By Diogenes ( articles ) | Oct 05, 2007

Writing in The Tablet, Timothy Lavin delivers the thoughts of the premier Mexican Anglican:

Meanwhile, the Anglican Archbishop of Mexico, Carlos Touche-Porter, sought to promote a middle way that "celebrates diversity" for the Anglican Communion at a press conference in London this week, writes Victoria Combe. Archbishop Touche-Porter said that the Latin American Episcopalian bishops - who have formed an alliance called the Global Centre - had managed to remain unified despite different views on human sexuality.

"The solution is not a compromise but for the Church to remember that its primary mission is to witness the Gospel rather than discuss sexual morals," he said at the conference hosted by the British-based network Inclusive Church in St Matthew's, Westminster. He said he remained hopeful that the Episcopal Church would remain part of the Anglican Communion because to lose it would be to lose a "prophetic voice" in the Church. "We do not need to agree on every issue," he said.

Sorry, Charlie, you've got that backwards too. You can't call your preaching Good News until you grasp the bad news you hope to be delivered from.

Notwithstanding their efforts to ignore it, Touche-Porter and his allies are tangled in a hopeless predicament. There is no neutral ground here. It makes no sense -- it's logically self-destructive -- for a church to teach that an act that damns you today may ennoble you tomorrow, subject to a majority vote of its bishops and to indefinitely frequent political revision. If sodomy was contrary to God's will in AD 1840, it will be contrary to God's will in AD 2840, and for a church to deny this is to deny it knows God's will, which is in effect to deny that it is a church.

Let's try to take Touche-Porter's notion seriously for a moment. Can it really be the case (to borrow Fr. Raymond de Souza's language) that a gay Anglican, on waking some morning in the near future, must wait for the Daily Telegraph to arrive in order to learn whether the act he performed with his partner the evening previous was a mortal sin or a sacrament? Could a man really suspend his judgment on such a fundamental question until the results of a vote were in from the House of Bishops? Could he then accept and spiritually reorient himself in conformity to the winning answer as to the mind of God on the matter, not knowing whether or when it might be reversed in some future meeting?

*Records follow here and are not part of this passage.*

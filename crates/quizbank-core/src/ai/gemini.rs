//! Google Generative Language API client
//!
//! Non-streaming `generateContent` calls. Every failure is classified into a
//! `ProviderError` so the executor can decide what is worth retrying.

use std::time::Duration;

use async_trait::async_trait;
use reqwest::Client;
use serde_json::Value;
use tracing::{debug, error};

use super::backend::{GenerationBackend, ProviderError};
use super::prompt::GenerationRequest;
use super::retry::parse_retry_after;
use super::strategy::ProviderStrategy;
use crate::constants;

/// HTTP backend for Gemini models
pub struct GeminiClient {
    http: Client,
    base_url: String,
    /// `None` fails every call without sending a request
    api_key: Option<String>,
}

impl GeminiClient {
    /// Create the HTTP client with connect and per-request timeouts
    fn create_http_client(request_timeout: Duration) -> Client {
        Client::builder()
            .user_agent(constants::http::USER_AGENT)
            .connect_timeout(constants::http::CONNECT_TIMEOUT)
            .timeout(request_timeout)
            .build()
            .unwrap_or_else(|e| {
                error!("Failed to build HTTP client: {}. Using default client.", e);
                Client::new()
            })
    }

    pub fn new(base_url: &str, api_key: Option<String>, request_timeout: Duration) -> Self {
        Self {
            http: Self::create_http_client(request_timeout),
            base_url: base_url.trim_end_matches('/').to_string(),
            api_key,
        }
    }

    /// Endpoint for one strategy: `{base}/{version}/models/{model}:generateContent`
    pub fn endpoint(&self, strategy: &ProviderStrategy) -> String {
        format!(
            "{}/{}/models/{}:generateContent",
            self.base_url, strategy.api_version, strategy.model
        )
    }
}

/// Request body for one strategy
pub fn request_body(strategy: &ProviderStrategy, request: &GenerationRequest) -> Value {
    let mut body = serde_json::json!({
        "contents": [{
            "role": "user",
            "parts": [{"text": request.prompt()}]
        }],
        "generationConfig": {
            "temperature": request.temperature
        }
    });

    if strategy.structured_output {
        body["generationConfig"]["responseMimeType"] = serde_json::json!("application/json");
    }

    body
}

/// Concatenate the text parts of the first candidate
///
/// Returns `None` when the response has no candidate text at all (blocked
/// prompt, safety stop, or a shape change on the provider side).
pub fn extract_text(json: &Value) -> Option<String> {
    let parts = json
        .get("candidates")
        .and_then(|c| c.as_array())
        .and_then(|arr| arr.first())
        .and_then(|candidate| candidate.get("content"))
        .and_then(|content| content.get("parts"))
        .and_then(|parts| parts.as_array())?;

    let text: String = parts
        .iter()
        .filter_map(|part| part.get("text").and_then(|t| t.as_str()))
        .collect();

    if text.trim().is_empty() {
        None
    } else {
        Some(text)
    }
}

fn transport_error(e: reqwest::Error) -> ProviderError {
    if e.is_timeout() {
        ProviderError::Timeout
    } else {
        ProviderError::Network(e.to_string())
    }
}

#[async_trait]
impl GenerationBackend for GeminiClient {
    async fn generate(
        &self,
        strategy: &ProviderStrategy,
        request: &GenerationRequest,
    ) -> Result<String, ProviderError> {
        let Some(api_key) = self.api_key.as_deref() else {
            return Err(ProviderError::BadRequest("API key not configured".to_string()));
        };

        let url = self.endpoint(strategy);
        debug!(strategy = %strategy, category = %request.category, "Gemini generateContent");

        let response = self
            .http
            .post(&url)
            .header("x-goog-api-key", api_key)
            .header("content-type", "application/json")
            .json(&request_body(strategy, request))
            .send()
            .await
            .map_err(transport_error)?;

        let status = response.status();
        if !status.is_success() {
            let retry_after = response
                .headers()
                .get(reqwest::header::RETRY_AFTER)
                .and_then(|v| v.to_str().ok())
                .and_then(parse_retry_after);
            let body = response.text().await.unwrap_or_default();
            debug!("Provider error response: {} - {}", status, body);
            return Err(ProviderError::from_status(
                status.as_u16(),
                &body,
                retry_after,
            ));
        }

        let json: Value = response
            .json()
            .await
            .map_err(|e| ProviderError::Malformed(e.to_string()))?;

        extract_text(&json).ok_or_else(|| {
            let reason = json
                .get("promptFeedback")
                .and_then(|f| f.get("blockReason"))
                .and_then(|r| r.as_str())
                .unwrap_or("no candidate text");
            ProviderError::Malformed(reason.to_string())
        })
    }
}
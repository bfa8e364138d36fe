//! Generation provider boundary
//!
//! `GenerationBackend` is the explicit client handle the executor talks to.
//! It is built once at process start and shared by reference, so tests can
//! swap in a scripted backend.

use std::time::Duration;

use async_trait::async_trait;
use serde_json::Value;
use thiserror::Error;

use super::prompt::GenerationRequest;
use super::retry::IsRetryable;
use super::strategy::ProviderStrategy;

/// A single provider call for one strategy
#[async_trait]
pub trait GenerationBackend: Send + Sync {
    /// Issue one generation request and return the raw response text
    async fn generate(
        &self,
        strategy: &ProviderStrategy,
        request: &GenerationRequest,
    ) -> Result<String, ProviderError>;
}

/// Failure classes reported by a provider call
#[derive(Debug, Clone, PartialEq, Error)]
pub enum ProviderError {
    #[error("rate limited")]
    RateLimited { retry_after: Option<Duration> },

    #[error("model not found: {0}")]
    NotFound(String),

    #[error("bad request: {0}")]
    BadRequest(String),

    #[error("server error {status}: {message}")]
    Server { status: u16, message: String },

    #[error("network error: {0}")]
    Network(String),

    #[error("request timed out")]
    Timeout,

    #[error("unexpected response shape: {0}")]
    Malformed(String),
}

impl ProviderError {
    /// Classify a non-success HTTP status
    ///
    /// `body` is the raw error body; the provider's `error.message` is used as
    /// the reason when present.
    pub fn from_status(status: u16, body: &str, retry_after: Option<Duration>) -> Self {
        let message = error_message(body);
        match status {
            429 => ProviderError::RateLimited { retry_after },
            404 => ProviderError::NotFound(message),
            500..=599 => ProviderError::Server { status, message },
            _ => ProviderError::BadRequest(format!("HTTP {}: {}", status, message)),
        }
    }
}

impl IsRetryable for ProviderError {
    fn is_retryable(&self) -> bool {
        matches!(
            self,
            ProviderError::RateLimited { .. }
                | ProviderError::Server { .. }
                | ProviderError::Network(_)
                | ProviderError::Timeout
        )
    }

    fn retry_after(&self) -> Option<Duration> {
        match self {
            ProviderError::RateLimited { retry_after } => *retry_after,
            _ => None,
        }
    }

    fn is_rate_limited(&self) -> bool {
        matches!(self, ProviderError::RateLimited { .. })
    }
}

/// Pull `error.message` out of a Google-style error body, falling back to the raw text
fn error_message(body: &str) -> String {
    serde_json::from_str::<Value>(body)
        .ok()
        .and_then(|json| {
            json.get("error")
                .and_then(|e| e.get("message"))
                .and_then(|m| m.as_str())
                .map(str::to_string)
        })
        .unwrap_or_else(|| body.trim().to_string())
}
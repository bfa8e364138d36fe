//! Exponential backoff with jitter
//!
//! Implements in-place retry for transient provider errors, including the
//! extended cooldown that per-minute quotas need after a 429.

use std::future::Future;
use std::time::Duration;

use rand::Rng;
use tracing::warn;

use crate::constants;

/// Configuration for retry behavior
#[derive(Debug, Clone, PartialEq)]
pub struct RetryConfig {
    /// Maximum number of retry attempts after the first request
    pub max_retries: u32,
    /// Initial delay between retries
    pub initial_delay: Duration,
    /// Maximum exponential delay between retries
    pub max_delay: Duration,
    /// Minimum wait after a rate-limited response when the provider gives no Retry-After
    pub rate_limit_cooldown: Duration,
    /// Whether to add random jitter to delays
    pub jitter: bool,
}

impl Default for RetryConfig {
    fn default() -> Self {
        Self {
            max_retries: constants::retry::MAX_RETRIES,
            initial_delay: constants::retry::INITIAL_DELAY,
            max_delay: constants::retry::MAX_DELAY,
            rate_limit_cooldown: constants::retry::RATE_LIMIT_COOLDOWN,
            jitter: true,
        }
    }
}

impl RetryConfig {
    /// Base wait before retry number `attempt` (zero-based), without jitter
    ///
    /// Doubles from `initial_delay` up to `max_delay`. Rate-limited errors wait at
    /// least the provider's Retry-After, or `rate_limit_cooldown` when absent.
    pub fn delay_for<E: IsRetryable>(&self, attempt: u32, error: &E) -> Duration {
        let exponential = self
            .initial_delay
            .saturating_mul(2u32.saturating_pow(attempt))
            .min(self.max_delay);

        if error.is_rate_limited() {
            let floor = error.retry_after().unwrap_or(self.rate_limit_cooldown);
            exponential.max(floor)
        } else {
            exponential
        }
    }
}

/// Trait for errors that may be retryable
pub trait IsRetryable {
    /// Check if this error is retryable
    fn is_retryable(&self) -> bool;

    /// Get the retry-after duration if specified by the server
    fn retry_after(&self) -> Option<Duration>;

    /// Whether this error is a rate-limit rejection
    fn is_rate_limited(&self) -> bool {
        false
    }
}

/// Execute an async operation with retry logic
///
/// Uses exponential backoff with optional jitter. Respects Retry-After values
/// carried by the error. The applied wait never shrinks from one retry to the
/// next within a single call.
pub async fn with_retry<F, Fut, T, E>(config: &RetryConfig, mut operation: F) -> Result<T, E>
where
    F: FnMut() -> Fut,
    Fut: Future<Output = Result<T, E>>,
    E: IsRetryable + std::fmt::Display,
{
    let mut attempt = 0;
    let mut previous_wait = Duration::ZERO;

    loop {
        match operation().await {
            Ok(result) => return Ok(result),
            Err(e) if e.is_retryable() && attempt < config.max_retries => {
                let wait = config.delay_for(attempt, &e);

                // Add jitter to prevent thundering herd
                let jittered = if config.jitter {
                    let jitter_ms = rand::thread_rng().gen_range(0..1000);
                    wait + Duration::from_millis(jitter_ms)
                } else {
                    wait
                };
                let applied = jittered.max(previous_wait);

                warn!(
                    attempt = attempt + 1,
                    max_retries = config.max_retries,
                    delay_ms = applied.as_millis() as u64,
                    "Retrying after error: {}",
                    e
                );

                tokio::time::sleep(applied).await;
                previous_wait = applied;
                attempt += 1;
            }
            Err(e) => return Err(e),
        }
    }
}

/// Parse Retry-After header value
///
/// The header can be either:
/// - A number of seconds (e.g., "120")
/// - An HTTP date (e.g., "Wed, 21 Oct 2015 07:28:00 GMT")
pub fn parse_retry_after(header_value: &str) -> Option<Duration> {
    if let Ok(seconds) = header_value.trim().parse::<u64>() {
        return Some(Duration::from_secs(seconds));
    }

    if let Ok(date) = httpdate::parse_http_date(header_value.trim()) {
        let now = std::time::SystemTime::now();
        if let Ok(duration) = date.duration_since(now) {
            return Some(duration);
        }
    }

    None
}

The scenario is theologically grotesque, yet this is the package Touche-Porter and chums are asking us to buy. And while the crisis hingeing on this incoherence is especially acute in the Anglican Communion, and may prove fatal to it, provisional Catholics like Andrew Sullivan occupy the same plot of quicksand. Gays ask the Church to welcome sinners (which she delights to do) and also to welcome their sins (which she can't). By urging the Church to change her teaching they are ipso facto asking her to cease to be the Church. The bottom line is this: what's at stake in the gay rights campaign is not some church in which gays want to share, but the Church they want to deny to the rest of us.